Revenons à présent un peu plus sur ce format manga en lui-même, où l'on pourra tout de même trouver le rendu visuel un petit peu lambda. C'est certes propre et toujours fluide graphiquement, mais aussi un poil trop lisse à la fois dans les designs de personnages, dans les vêtements, et plus encore dans les décors qui sont souvent basiques ou absents (Mahoro Nishino comblant très souvent le fond de ses cases avec des effets et trames classiques), ce qui reste un peu dommage pour un manga de ce type qui nous invite à voyager dans un monde fictif. En somme, c'est très fonctionnel, mais sans grande personnalité. En revanche, par rapport au light novel d'origine, on sent une très grande application dans les choix d'adaptation: tout est clairement mené, sans raccourcis... On sent que Nishino veut offrir une adaptation la plus soignée et fidèle possible, et c'est tout à son honneur.

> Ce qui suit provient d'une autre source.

    use crate::server::config::{AppConfig, DEVELOPMENT_ORIGIN};
    use crate::server::init::build_router;
    use crate::server::state::AppState;
    use crate::server::test_support::{test_config, test_state, test_state_with, GOOD_TOKEN};
    use crate::websocket::connection::WsConnection;
    use futures_util::{SinkExt, StreamExt};
    use pixels_core::{CanvasStore, Connection, HubConfig, PixelUpdate};
    use std::net::{IpAddr, Ipv4Addr, SocketAddr};
    use std::sync::Arc;
    use std::time::Duration;
    use tokio::net::TcpStream;
    use tokio_tungstenite::tungstenite::client::IntoClientRequest;
    use tokio_tungstenite::tungstenite::http::{HeaderValue, StatusCode};
    use tokio_tungstenite::tungstenite::{Error as WsError, Message};
    use tokio_tungstenite::{MaybeTlsStream, WebSocketStream};
    use tokio_util::sync::CancellationToken;

    type Client = WebSocketStream<MaybeTlsStream<TcpStream>>;

    async fn serve(config: &AppConfig, hub: HubConfig) -> (SocketAddr, Arc<AppState>, CancellationToken) {
        let (state, cancel) = test_state_with(config, hub);
        let app = build_router(config, state.clone());
        let listener = tokio::net::TcpListener::bind("127.0.0.1:0").await.unwrap();
        let addr = listener.local_addr().unwrap();
        tokio::spawn(async move {
            axum::serve(
                listener,
                app.into_make_service_with_connect_info::<SocketAddr>(),
            )
            .await
            .unwrap();
        });
        (addr, state, cancel)
    }

    async fn connect(addr: SocketAddr, origin: &str, token: &str) -> Result<Client, WsError> {
        let mut request = format!("ws://{}/ws", addr).into_client_request()?;
        let headers = request.headers_mut();
        headers.insert("origin", HeaderValue::from_str(origin).unwrap());
        headers.insert("sec-websocket-protocol", HeaderValue::from_str(token).unwrap());
        tokio_tungstenite::connect_async(request)
            .await
            .map(|(client, _)| client)
    }

    async fn next_text(client: &mut Client) -> String {
        loop {
            let frame = tokio::time::timeout(Duration::from_secs(5), client.next())
                .await
                .expect("timed out waiting for frame");
            match frame {
                Some(Ok(Message::Text(text))) => return text,
                Some(Ok(Message::Ping(_))) | Some(Ok(Message::Pong(_))) => continue,
                other => panic!("Unexpected frame: {:?}", other),
            }
        }
    }

    async fn send_update(client: &mut Client, index: i64, color: &str) {
        let text = format!(
            r#"{{"type":"update","data":{{"index":{},"color":"{}"}}}}"#,
            index, color
        );
        client.send(Message::Text(text)).await.unwrap();
    }

    fn json(text: &str) -> serde_json::Value {
        serde_json::from_str(text).unwrap()
    }

    /// Wait until the server ends the stream
    async fn wait_closed(client: &mut Client, within: Duration) -> bool {
        tokio::time::timeout(within, async {
            loop {
                match client.next().await {
                    Some(Ok(Message::Close(_))) | None | Some(Err(_)) => break,
                    Some(Ok(_)) => continue,
                }
            }
        })
        .await
        .is_ok()
    }

    fn timed_config(idle_secs: u64, max_session_secs: u64, ping_secs: u64) -> AppConfig {
        let mut config = test_config();
        config.connection.idle_timeout_secs = idle_secs;
        config.connection.max_session_secs = max_session_secs;
        config.connection.ping_interval_secs = ping_secs;
        config
    }

    #[tokio::test]
    async fn test_initial_snapshot_then_update() {
        let (addr, state, _cancel) = serve(&test_config(), HubConfig::default()).await;
        let mut client = connect(addr, DEVELOPMENT_ORIGIN, GOOD_TOKEN).await.unwrap();

        assert_eq!(
            json(&next_text(&mut client).await),
            serde_json::json!({"type": "initial", "data": "0000000000000000", "clientCount": 1})
        );

        send_update(&mut client, 3, "5").await;
        assert_eq!(
            json(&next_text(&mut client).await),
            serde_json::json!({"type": "update", "data": {"index": 3, "color": "5"}, "clientCount": 1})
        );
        assert_eq!(state.store.get().await.unwrap()[3], b'5');
    }

    #[tokio::test]
    async fn test_updates_reach_other_clients() {
        let (addr, _state, _cancel) = serve(&test_config(), HubConfig::default()).await;
        let mut a = connect(addr, DEVELOPMENT_ORIGIN, GOOD_TOKEN).await.unwrap();
        next_text(&mut a).await;
        let mut b = connect(addr, DEVELOPMENT_ORIGIN, GOOD_TOKEN).await.unwrap();
        assert_eq!(json(&next_text(&mut b).await)["clientCount"], 2);

        send_update(&mut a, 1, "1").await;
        send_update(&mut a, 2, "2").await;

        for client in [&mut a, &mut b] {
            let first = json(&next_text(client).await);
            let second = json(&next_text(client).await);
            assert_eq!(first["data"]["index"], 1);
            assert_eq!(second["data"]["index"], 2);
            assert_eq!(second["clientCount"], 2);
        }
    }

    #[tokio::test]
    async fn test_invalid_frames_get_notices() {
        let (addr, _state, _cancel) = serve(&test_config(), HubConfig::default()).await;
        let mut client = connect(addr, DEVELOPMENT_ORIGIN, GOOD_TOKEN).await.unwrap();
        next_text(&mut client).await;

        client.send(Message::Text("paint it".into())).await.unwrap();
        assert_eq!(next_text(&mut client).await, "Invalid input type");

        send_update(&mut client, 16, "1").await;
        assert_eq!(next_text(&mut client).await, "Error: invalid index: 16");

        send_update(&mut client, 0, "x").await;
        assert_eq!(next_text(&mut client).await, "Error: invalid color value: x");
    }

    #[tokio::test]
    async fn test_client_limit_notice() {
        let hub = HubConfig {
            max_connections_per_address: 1,
            ..HubConfig::default()
        };
        let (addr, _state, _cancel) = serve(&test_config(), hub).await;

        let mut first = connect(addr, DEVELOPMENT_ORIGIN, GOOD_TOKEN).await.unwrap();
        next_text(&mut first).await;

        let mut second = connect(addr, DEVELOPMENT_ORIGIN, GOOD_TOKEN).await.unwrap();
        assert_eq!(next_text(&mut second).await, "client limit exceeded");
    }

    #[tokio::test]
    async fn test_wrong_origin_forbidden() {
        let (addr, _state, _cancel) = serve(&test_config(), HubConfig::default()).await;

        match connect(addr, "https://evil.example", GOOD_TOKEN).await {
            Err(WsError::Http(response)) => assert_eq!(response.status(), StatusCode::FORBIDDEN),
            other => panic!("Expected HTTP rejection, got {:?}", other.map(|_| ())),
        }
    }

    #[tokio::test]
    async fn test_bad_captcha_unauthorized() {
        let (addr, _state, _cancel) = serve(&test_config(), HubConfig::default()).await;

        match connect(addr, DEVELOPMENT_ORIGIN, "forged").await {
            Err(WsError::Http(response)) => {
                assert_eq!(response.status(), StatusCode::UNAUTHORIZED)
            }
            other => panic!("Expected HTTP rejection, got {:?}", other.map(|_| ())),
        }
    }

    #[tokio::test]
    async fn test_hub_shutdown_closes_sockets() {
        let (addr, state, cancel) = serve(&test_config(), HubConfig::default()).await;
        let mut client = connect(addr, DEVELOPMENT_ORIGIN, GOOD_TOKEN).await.unwrap();
        next_text(&mut client).await;

        cancel.cancel();

        assert!(wait_closed(&mut client, Duration::from_secs(5)).await);
        assert!(state.hub.count().await.is_err());
    }

    #[tokio::test]
    async fn test_idle_connection_is_dropped() {
        let (addr, state, _cancel) = serve(&timed_config(1, 3600, 30), HubConfig::default()).await;
        let mut client = connect(addr, DEVELOPMENT_ORIGIN, GOOD_TOKEN).await.unwrap();
        next_text(&mut client).await;
        assert_eq!(state.hub.count().await.unwrap(), 1);

        assert!(wait_closed(&mut client, Duration::from_secs(5)).await);
        assert_eq!(state.hub.count().await.unwrap(), 0);
    }

    #[tokio::test]
    async fn test_session_length_is_capped() {
        let (addr, state, _cancel) = serve(&timed_config(30, 1, 30), HubConfig::default()).await;
        let mut client = connect(addr, DEVELOPMENT_ORIGIN, GOOD_TOKEN).await.unwrap();
        next_text(&mut client).await;

        // Activity does not extend the session
        send_update(&mut client, 0, "1").await;
        next_text(&mut client).await;

        assert!(wait_closed(&mut client, Duration::from_secs(5)).await);
        assert_eq!(state.hub.count().await.unwrap(), 0);
    }

    #[tokio::test]
    async fn test_pings_keep_responsive_peer_alive() {
        let (addr, state, _cancel) = serve(&timed_config(2, 3600, 1), HubConfig::default()).await;
        let mut client = connect(addr, DEVELOPMENT_ORIGIN, GOOD_TOKEN).await.unwrap();
        next_text(&mut client).await;

        // Reading lets the client answer each ping with a pong
        let deadline = tokio::time::Instant::now() + Duration::from_millis(3500);
        let mut pings = 0;
        while let Ok(frame) = tokio::time::timeout_at(deadline, client.next()).await {
            match frame {
                Some(Ok(Message::Ping(_))) => pings += 1,
                other => panic!("Unexpected frame: {:?}", other),
            }
        }

        assert!(pings >= 2);
        assert_eq!(state.hub.count().await.unwrap(), 1);
    }

    #[tokio::test]
    async fn test_full_queue_eviction_closes_connection() {
        let (state, _cancel) = test_state();
        let addr = IpAddr::V4(Ipv4Addr::new(10, 9, 0, 1));
        let (painter, _painter_rx) = WsConnection::new(addr, 8);
        let (slow, _slow_rx) = WsConnection::new(addr, 1);
        state.hub.register(painter.clone()).await.unwrap();
        state.hub.register(slow.clone()).await.unwrap();

        state.hub.broadcast(painter.id(), PixelUpdate::new(1, '1')).unwrap();
        state.hub.broadcast(painter.id(), PixelUpdate::new(2, '2')).unwrap();
        assert_eq!(state.hub.count().await.unwrap(), 1);

        let signalled = tokio::time::timeout(Duration::from_secs(1), slow.closed()).await;
        assert!(signalled.is_ok());
        assert!(!painter.is_closed());
    }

A l'arrivée, on a un premier volume de fort bonne facture dans l'ensemble, car derrière le dessin un peu basique on a un travail d'adaptation soigné, où les enjeux et surprises se posent très efficacement, et où il est déjà addictif de suivre cette héroïne forte dans son genre, indépendante, intelligente et bienfaisante. Sachant que le meilleur reste évidemment à venir dans cette histoire, on suivra donc avec plaisir les volumes suivants de cette version manga, même s'il faudra être patients puisque, rappelons-le, seuls deux tomes sont sortis au Japon à ce jour.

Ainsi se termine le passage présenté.